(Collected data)
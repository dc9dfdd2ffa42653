//! Unified error types for the todo service.

use axum::{
    http::{header, HeaderValue, Method, StatusCode},
    response::{IntoResponse, Response},
    Json,
};
use serde::Serialize;
use thiserror::Error;
use tracing::error;

use crate::todo::TodoId;

/// Unified error type for service startup and commands.
#[derive(Error, Debug)]
pub enum ServiceError {
    /// Configuration loading error.
    #[error("configuration error: {0}")]
    Config(#[from] envy::Error),

    /// Configuration loaded but failed validation.
    #[error("invalid configuration: {0}")]
    InvalidConfig(String),

    /// Repository error.
    #[error("repository error: {0}")]
    Repository(#[from] RepositoryError),

    /// Database connection error.
    #[error("database error: {0}")]
    Database(#[from] sqlx::Error),

    /// IO error.
    #[error("io error: {0}")]
    Io(#[from] std::io::Error),
}

/// Errors returned by a [`TodoRepository`](crate::repository::TodoRepository).
#[derive(Error, Debug)]
pub enum RepositoryError {
    /// No record has the requested id.
    #[error("todo {0} not found")]
    NotFound(TodoId),

    /// The storage medium rejected the operation.
    #[error("storage failure: {0}")]
    Storage(#[from] sqlx::Error),

    /// Every positive id up to `i64::MAX` has been issued.
    #[error("todo id space exhausted")]
    IdsExhausted,
}

/// Errors surfaced by the `/todo` handler, each mapped to one HTTP status.
#[derive(Error, Debug)]
pub enum ApiError {
    /// Request body is not a well-formed todo payload.
    #[error("invalid JSON payload: {0}")]
    InvalidJson(#[from] serde_json::Error),

    /// Missing or unparseable id, in the query string or the body.
    #[error("{0}")]
    MalformedRequest(String),

    /// Target record does not exist.
    #[error("todo {0} not found")]
    NotFound(TodoId),

    /// Method not handled on `/todo`.
    #[error("method {0} not allowed")]
    MethodNotAllowed(Method),

    /// Underlying storage failed.
    #[error("storage failure: {0}")]
    Storage(String),
}

impl ApiError {
    /// HTTP status for this error.
    pub fn status(&self) -> StatusCode {
        match self {
            ApiError::InvalidJson(_) | ApiError::MalformedRequest(_) => StatusCode::BAD_REQUEST,
            ApiError::NotFound(_) => StatusCode::NOT_FOUND,
            ApiError::MethodNotAllowed(_) => StatusCode::METHOD_NOT_ALLOWED,
            ApiError::Storage(_) => StatusCode::INTERNAL_SERVER_ERROR,
        }
    }
}

impl From<RepositoryError> for ApiError {
    fn from(e: RepositoryError) -> Self {
        match e {
            RepositoryError::NotFound(id) => ApiError::NotFound(id),
            RepositoryError::Storage(e) => ApiError::Storage(e.to_string()),
            RepositoryError::IdsExhausted => {
                ApiError::Storage(RepositoryError::IdsExhausted.to_string())
            }
        }
    }
}

/// JSON body of every error response.
#[derive(Debug, Serialize)]
pub struct ErrorResponse {
    /// Human readable message.
    pub error: String,
}

/// Methods accepted on `/todo`, advertised on 405 responses.
pub const ALLOWED_METHODS: &str = "GET, POST, PUT, DELETE";

impl IntoResponse for ApiError {
    fn into_response(self) -> Response {
        let status = self.status();
        let message = match &self {
            ApiError::Storage(reason) => {
                error!(reason = %reason, "todo storage failure");
                "internal server error".to_string()
            }
            other => other.to_string(),
        };

        let mut response = (status, Json(ErrorResponse { error: message })).into_response();
        if status == StatusCode::METHOD_NOT_ALLOWED {
            response
                .headers_mut()
                .insert(header::ALLOW, HeaderValue::from_static(ALLOWED_METHODS));
        }
        response
    }
}

/// Convenient Result type alias.
pub type Result<T> = std::result::Result<T, ServiceError>;

#[cfg(test)]
mod tests {
    use super::*;

    #[test]
    fn api_errors_map_to_statuses() {
        let bad_json = serde_json::from_str::<serde_json::Value>("{").unwrap_err();

        assert_eq!(ApiError::InvalidJson(bad_json).status(), StatusCode::BAD_REQUEST);
        assert_eq!(
            ApiError::MalformedRequest("id is required".into()).status(),
            StatusCode::BAD_REQUEST
        );
        assert_eq!(ApiError::NotFound(7).status(), StatusCode::NOT_FOUND);
        assert_eq!(
            ApiError::MethodNotAllowed(Method::PATCH).status(),
            StatusCode::METHOD_NOT_ALLOWED
        );
        assert_eq!(
            ApiError::Storage("boom".into()).status(),
            StatusCode::INTERNAL_SERVER_ERROR
        );
    }

    #[test]
    fn repository_not_found_keeps_id() {
        let err: ApiError = RepositoryError::NotFound(42).into();
        assert!(matches!(err, ApiError::NotFound(42)));
        assert_eq!(err.to_string(), "todo 42 not found");
    }

    #[test]
    fn exhausted_ids_are_a_server_error() {
        let err: ApiError = RepositoryError::IdsExhausted.into();
        assert_eq!(err.status(), StatusCode::INTERNAL_SERVER_ERROR);
    }

    #[test]
    fn method_not_allowed_sets_allow_header() {
        let response = ApiError::MethodNotAllowed(Method::PATCH).into_response();

        assert_eq!(response.status(), StatusCode::METHOD_NOT_ALLOWED);
        assert_eq!(response.headers()[header::ALLOW], ALLOWED_METHODS);
    }
}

Brief: Your reply should hold every line from the data that contains "IdsExhausted", copied in full.

Response for this exercise:
    IdsExhausted,
            RepositoryError::IdsExhausted => {
                ApiError::Storage(RepositoryError::IdsExhausted.to_string())
        let err: ApiError = RepositoryError::IdsExhausted.into();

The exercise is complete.